Until now, performing keyhole heart valve replacement surgery was a bit like trying to cook the perfect steak, says the Australian doctor who has revolutionised the procedure.
The delicate operation relied heavily upon experience and instinct, as surgeons had to find the "sweet spot" when inflating the valve to make sure they had the correct level of pressure.
If they under-deployed by a few mLs, they ran the risk of the valve leaking but if they used too much pressure it could rupture the aorta and the patient would most likely die on the table.
The methodology was insufficiently reliable to say the least.
"An analogy for this would be like cooking steak at home," said Professor Martin Ng - the Aussie doctor whose team has come up with a solution to the problem.
"One might decide to put the steak on the pan for longer or shorter based on an instinct about how long it would take to cook.
"Sometimes you get a great result but other times your steak might be under- or over-cooked. This leads to variation in patient outcomes."
Prior to this pressure-regulated valve deployment technique being developed, studies showed more than half of patients undergoing the surgery had a leak that was at least mild in severity, Ng says.
One in every 150 to 200 patients suffered catastrophic rupture of the aorta on the operating table.
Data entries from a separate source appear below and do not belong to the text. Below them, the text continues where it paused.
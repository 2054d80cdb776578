//! Todo use-case service.
//!
//! # Responsibility
//! - Provide one entry point per user-facing command.
//! - Save through the manager right after each mutation.
//!
//! # Invariants
//! - The service never bypasses manager id allocation or notification.
//! - Committing a blank edit never leaves a blank record behind.

use crate::digest::DigestBuilder;
use crate::manager::todo_manager::TodoManager;
use crate::model::record::{Record, RecordId};
use crate::store::TodoStore;
use crate::view::filter::RecordFilter;
use log::info;

/// Edit session started by `create_blank` or `begin_edit`.
///
/// `title` and `body` hold the values an editor should show initially.
#[derive(Debug, Clone, PartialEq, Eq)]
pub struct EditDraft {
    target: EditTarget,
    pub title: String,
    pub body: String,
}

#[derive(Debug, Clone, PartialEq, Eq)]
enum EditTarget {
    New(Record),
    Existing(RecordId),
}

impl EditDraft {
    /// Returns whether committing this draft would add a new record.
    pub fn is_new(&self) -> bool {
        matches!(self.target, EditTarget::New(_))
    }

    /// Id of the edited record, `None` for a new draft.
    pub fn record_id(&self) -> Option<RecordId> {
        match self.target {
            EditTarget::New(_) => None,
            EditTarget::Existing(id) => Some(id),
        }
    }
}

/// Result of `TodoService::commit_edit`.
#[derive(Debug, Clone, Copy, PartialEq, Eq)]
pub enum CommitOutcome {
    /// A new record was added under this id.
    Added(RecordId),
    /// An existing record received the new title/body.
    Updated(RecordId),
    /// A new draft was left blank and dropped.
    Discarded,
    /// An existing record was edited to blank and removed.
    Removed(RecordId),
    /// The edited record no longer exists in the manager.
    Missing(RecordId),
    /// No id is left to assign to a new record.
    IdsExhausted,
}

/// Command surface over a `TodoManager`.
pub struct TodoService<S: TodoStore> {
    manager: TodoManager<S>,
}

impl<S: TodoStore> TodoService<S> {
    pub fn new(manager: TodoManager<S>) -> Self {
        Self { manager }
    }

    /// Builds a manager over `store` and loads it.
    pub fn open(store: S) -> Self {
        let mut manager = TodoManager::new(store);
        manager.load();
        Self::new(manager)
    }

    pub fn manager(&self) -> &TodoManager<S> {
        &self.manager
    }

    pub fn manager_mut(&mut self) -> &mut TodoManager<S> {
        &mut self.manager
    }

    pub fn into_manager(self) -> TodoManager<S> {
        self.manager
    }

    /// Starts a draft for a record that does not exist yet.
    pub fn create_blank(&self) -> EditDraft {
        EditDraft {
            target: EditTarget::New(Record::new()),
            title: String::new(),
            body: String::new(),
        }
    }

    /// Starts a draft pre-filled from the record with `id`.
    pub fn begin_edit(&self, id: RecordId) -> Option<EditDraft> {
        let record = self.manager.get_by_id(id)?;
        Some(EditDraft {
            target: EditTarget::Existing(id),
            title: record.title().to_string(),
            body: record.body().to_string(),
        })
    }

    /// Writes `title` and `body` into the draft's record and persists.
    ///
    /// # Contract
    /// - New draft, blank text: nothing is added (`Discarded`).
    /// - New draft, some text: added with a fresh id (`Added`), or
    ///   `IdsExhausted` when the manager has no id left.
    /// - Existing record, blank text: removed (`Removed`).
    /// - Existing record, some text: updated in place (`Updated`).
    pub fn commit_edit(
        &mut self,
        draft: EditDraft,
        title: impl Into<String>,
        body: impl Into<String>,
    ) -> CommitOutcome {
        let (title, body) = (title.into(), body.into());
        let blank = title.is_empty() && body.is_empty();

        let outcome = match draft.target {
            EditTarget::New(_) if blank => return CommitOutcome::Discarded,
            EditTarget::New(mut record) => {
                record.set_title(title);
                record.set_body(body);
                match self.manager.add(record) {
                    Some(id) => CommitOutcome::Added(id),
                    None => return CommitOutcome::IdsExhausted,
                }
            }
            EditTarget::Existing(id) if blank => {
                if !self.manager.remove_by_id(id) {
                    return CommitOutcome::Missing(id);
                }
                CommitOutcome::Removed(id)
            }
            EditTarget::Existing(id) => {
                let Some(mut record) = self.manager.edit(id) else {
                    return CommitOutcome::Missing(id);
                };
                record.set_title(title);
                record.set_body(body);
                self.manager.mark_dirty(id);
                CommitOutcome::Updated(id)
            }
        };

        info!("event=todo_commit module=service status=ok outcome={outcome:?}");
        self.manager.save();
        outcome
    }

    /// Sets the done flag. Returns `false` when `id` is unknown.
    pub fn set_done(&mut self, id: RecordId, done: bool) -> bool {
        let Some(mut record) = self.manager.edit(id) else {
            return false;
        };
        record.set_done(done);
        self.manager.mark_dirty(id);
        self.manager.save();
        true
    }

    /// Flips the archived flag and returns the new value, or `None` for an unknown id.
    pub fn toggle_archived(&mut self, id: RecordId) -> Option<bool> {
        let mut record = self.manager.edit(id)?;
        let archived = !record.is_archived();
        record.set_archived(archived);
        self.manager.mark_dirty(id);
        self.manager.save();
        Some(archived)
    }

    /// Removes the record with `id` and persists. Returns whether it existed.
    pub fn delete(&mut self, id: RecordId) -> bool {
        let removed = self.manager.remove_by_id(id);
        self.manager.save();
        removed
    }

    pub fn list_all(&self) -> &[Record] {
        self.manager.records()
    }

    pub fn list_filtered(&self, filter: &impl RecordFilter) -> Vec<&Record> {
        self.manager
            .records()
            .iter()
            .filter(|record| filter.pass(record))
            .collect()
    }

    /// Export body for the current list.
    pub fn digest(&self, include_archived: bool) -> String {
        DigestBuilder::new(self.manager.records())
            .include_archived(include_archived)
            .build()
    }

    /// Like `digest`, but `None` when no record would appear in it.
    pub fn export(&self, include_archived: bool) -> Option<String> {
        let any = self
            .manager
            .records()
            .iter()
            .any(|record| include_archived || !record.is_archived());
        if !any {
            info!("event=todo_export module=service status=skipped reason=empty");
            return None;
        }
        Some(self.digest(include_archived))
    }
}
"There was a lack of precision to this process," Ng said.
"The parameters for under- or over-filling are somewhat subjective, so there is variation case-by-case and hospital-by-hospital in terms of valve deployment practice."
Ng and his colleagues at MQ Health, the medical research arm of Macquarie University, discovered there is a science to the "sweet spot".
The point of pressure required to expand the valve has to be enough that it is in contact with the aorta walls and doesn't leak but not so much that it ruptures with likely catastrophic consequences.
It's all in the wall tension, Ng says.
"Once we knew the optimal wall tension for deployment, we were able to provide a recommendation for the optimal pressure for each size of valve one wishes to deploy," he explained.
"By controlling the optimal pressure for deployment, we provide a new level of precision for this important procedure."
Since developing the new method, the rate of even a mild leak is down to one in eight and there have been no cases of aortic rupture in 330 consecutive surgeries.
"Our technique simplifies transcatheter (keyhole) aortic valve replacement by making the procedure more reproducible, effective and safer," Ng said.
Patients whose whose valve size requirement is on the border of two sizes stand to particularly benefit, Ng says. They constitute nearly half all patients.
"When one's aorta is on the border zone, the doctor is faced with a dilemma," Ng said.
"Our technique makes deployment of valves at the border zone very simple and with excellent results."